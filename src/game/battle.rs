//! Repeated games between two agents.

use serde::{Deserialize, Serialize};
use tracing::info;

use crate::core::{Board, GameError, Team};
use crate::rules::GameResult;

use super::manager::{GameManager, GameSummary, ManagerConfig};
use super::player::Player;

/// Auto-battle settings.
#[derive(Clone, Debug, Serialize, Deserialize)]
pub struct BattleConfig {
    pub games: u32,
    /// Swap the first mover after every game.
    pub first_team_alternates: bool,
    pub manager: ManagerConfig,
}

impl Default for BattleConfig {
    fn default() -> Self {
        Self {
            games: 10,
            first_team_alternates: true,
            manager: ManagerConfig::default(),
        }
    }
}

impl BattleConfig {
    pub fn with_games(mut self, games: u32) -> Self {
        self.games = games;
        self
    }

    pub fn with_alternation(mut self, alternate: bool) -> Self {
        self.first_team_alternates = alternate;
        self
    }

    pub fn with_manager(mut self, manager: ManagerConfig) -> Self {
        self.manager = manager;
        self
    }
}

/// Accumulated results.
#[derive(Clone, Debug, Default, PartialEq, Eq, Serialize, Deserialize)]
pub struct BattleStats {
    pub red_wins: u32,
    pub blue_wins: u32,
    pub draws: u32,
    /// Games decided by the turn limit, whatever their result.
    pub turn_limit_games: u32,
}

impl BattleStats {
    pub fn record(&mut self, summary: &GameSummary) {
        match summary.result {
            GameResult::Winner(Team::Red) => self.red_wins += 1,
            GameResult::Winner(Team::Blue) => self.blue_wins += 1,
            GameResult::Draw => self.draws += 1,
        }
        if summary.by_turn_limit {
            self.turn_limit_games += 1;
        }
    }

    #[must_use]
    pub fn games(&self) -> u32 {
        self.red_wins + self.blue_wins + self.draws
    }

    #[must_use]
    pub fn win_rate(&self, team: Team) -> f64 {
        let wins = match team {
            Team::Red => self.red_wins,
            Team::Blue => self.blue_wins,
        };
        if self.games() == 0 {
            0.0
        } else {
            f64::from(wins) / f64::from(self.games())
        }
    }
}

/// Play `config.games` games from clones of `initial`.
///
/// `make_players` is called once per game with the game index and returns
/// fresh red and blue players.
pub fn auto_battle<F>(initial: &Board, config: &BattleConfig, mut make_players: F) -> Result<BattleStats, GameError>
where
    F: FnMut(u32) -> (Box<dyn Player>, Box<dyn Player>),
{
    let mut stats = BattleStats::default();
    for game in 0..config.games {
        let mut board = initial.clone();
        if config.first_team_alternates && game % 2 == 1 {
            board.set_to_move(initial.to_move().opponent());
        }
        let first = board.to_move();

        let (red, blue) = make_players(game);
        let (red_name, blue_name) = (red.name().to_string(), blue.name().to_string());
        let summary = GameManager::new(board, red, blue)
            .with_config(config.manager.clone())
            .play()?;
        stats.record(&summary);
        info!(
            game,
            red = %red_name,
            blue = %blue_name,
            %first,
            result = %summary.result,
            turns = summary.turns,
            "battle game finished"
        );
    }

    info!(
        games = stats.games(),
        red_wins = stats.red_wins,
        blue_wins = stats.blue_wins,
        draws = stats.draws,
        turn_limit_games = stats.turn_limit_games,
        "auto-battle finished"
    );
    Ok(stats)
}
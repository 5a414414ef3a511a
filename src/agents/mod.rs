//! Ready-made players: a terminal human, a rule-based agent, a random
//! agent, and wrappers around the lookahead and MCTS planners.

pub mod heuristic;
pub mod human;
pub mod planners;
pub mod random;

pub use heuristic::HeuristicPlayer;
pub use human::{parse_command, Command, CommandError, HumanPlayer};
pub use planners::{MctsPlayer, MinimaxPlayer};
pub use random::RandomPlayer;
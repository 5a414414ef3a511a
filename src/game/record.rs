//! Game records for replay and archival.
//!
//! A record holds the starting board and every applied action with the
//! damage it resolved to. Replaying re-validates each action, so a record
//! that no longer matches the rules is reported at the step where it
//! diverges.

use std::path::Path;

use serde::{Deserialize, Serialize};

use crate::core::{Action, Board, Damage, GameError, Team};
use crate::rules::{apply, validate, GameResult};

/// One applied action.
#[derive(Clone, Copy, Debug, PartialEq, Eq, Serialize, Deserialize)]
pub struct RecordedAction {
    pub action: Action,
    pub damage: Option<Damage>,
}

/// A complete or partial game.
#[derive(Clone, Debug, PartialEq, Serialize, Deserialize)]
pub struct GameRecord {
    pub initial: Board,
    pub first_team: Team,
    pub actions: Vec<RecordedAction>,
    pub result: Option<GameResult>,
}

impl GameRecord {
    pub fn new(initial: &Board) -> Self {
        Self {
            initial: initial.clone(),
            first_team: initial.to_move(),
            actions: Vec::new(),
            result: None,
        }
    }

    pub fn push(&mut self, action: Action, damage: Option<Damage>) {
        self.actions.push(RecordedAction { action, damage });
    }

    pub fn set_result(&mut self, result: GameResult) {
        self.result = Some(result);
    }

    pub fn len(&self) -> usize {
        self.actions.len()
    }

    pub fn is_empty(&self) -> bool {
        self.actions.is_empty()
    }

    pub fn to_bytes(&self) -> Result<Vec<u8>, GameError> {
        Ok(bincode::serialize(self)?)
    }

    /// Decode a record, rejecting one whose starting board is malformed.
    pub fn from_bytes(bytes: &[u8]) -> Result<Self, GameError> {
        let record: Self = bincode::deserialize(bytes)?;
        record.initial.check_snapshot()?;
        Ok(record)
    }

    pub fn save(&self, path: impl AsRef<Path>) -> Result<(), GameError> {
        std::fs::write(path, self.to_bytes()?)?;
        Ok(())
    }

    pub fn load(path: impl AsRef<Path>) -> Result<Self, GameError> {
        Self::from_bytes(&std::fs::read(path)?)
    }

    /// Re-apply every action from the initial board and return the final
    /// board.
    pub fn replay(&self) -> Result<Board, GameError> {
        let mut board = self.initial.clone();
        for (step, recorded) in self.actions.iter().enumerate() {
            let action = &recorded.action;
            validate(&board, action.team(), action).map_err(|source| GameError::Replay { step, source })?;
            let undo = apply(&mut board, action).map_err(|source| GameError::Replay { step, source })?;
            if undo.damage() != recorded.damage {
                return Err(GameError::ReplayDamage {
                    step,
                    recorded: recorded.damage,
                    replayed: undo.damage(),
                });
            }
        }
        Ok(board)
    }
}

#[cfg(test)]
mod tests {
    use super::*;
    use crate::core::{IllegalAction, MapError, Pos, UnitId, UnitType};

    fn board() -> Board {
        let mut board = Board::new(3, 1).unwrap();
        board.spawn_unit(UnitType::Infantry, Team::Red, Pos::new(0, 0), 10).unwrap();
        board.spawn_unit(UnitType::Infantry, Team::Blue, Pos::new(2, 0), 10).unwrap();
        board
    }

    fn played() -> (GameRecord, Board) {
        let mut live = board();
        let mut record = GameRecord::new(&live);
        let attack = Action::attack(Team::Red, UnitId::new(0), Pos::new(1, 0), UnitId::new(1));
        let undo = apply(&mut live, &attack).unwrap();
        record.push(attack, undo.damage());
        let retreat = Action::move_to(Team::Blue, UnitId::new(1), Pos::new(2, 0));
        let undo = apply(&mut live, &retreat).unwrap();
        record.push(retreat, undo.damage());
        (record, live)
    }

    #[test]
    fn test_replay_matches_live_game() {
        let (record, live) = played();
        assert_eq!(record.len(), 2);
        assert!(record.actions[0].damage.is_some());
        assert_eq!(record.replay().unwrap(), live);
    }

    #[test]
    fn test_bytes_round_trip() {
        let (mut record, _) = played();
        record.set_result(GameResult::Draw);
        let restored = GameRecord::from_bytes(&record.to_bytes().unwrap()).unwrap();
        assert_eq!(restored, record);
        assert!(GameRecord::from_bytes(&[1, 2, 3]).is_err());
    }

    #[test]
    fn test_from_bytes_rejects_malformed_board() {
        let (record, _) = played();
        let mut bytes = record.to_bytes().unwrap();
        // width is the first byte of the encoded board
        bytes[0] = 10;
        assert!(matches!(
            GameRecord::from_bytes(&bytes),
            Err(GameError::Map(MapError::RowCount { expected: 10, found: 3 }))
        ));
    }

    #[test]
    fn test_replay_reports_divergence() {
        let (mut record, _) = played();
        record.actions.swap(0, 1);
        match record.replay() {
            Err(GameError::Replay { step: 0, source }) => {
                assert!(matches!(source, IllegalAction::NotYourTurn { .. }));
            }
            other => panic!("unexpected replay result: {other:?}"),
        }

        let (mut record, _) = played();
        record.actions[0].damage = Some(Damage { dealt: 1, counter: 0 });
        assert!(matches!(record.replay(), Err(GameError::ReplayDamage { step: 0, .. })));
    }
}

===============

What the task asks: Find the word "filename" in the entries above and gather every line that holds it.

Output of the task:
filename src/game/battle.rs
filename src/agents/mod.rs
filename src/game/record.rs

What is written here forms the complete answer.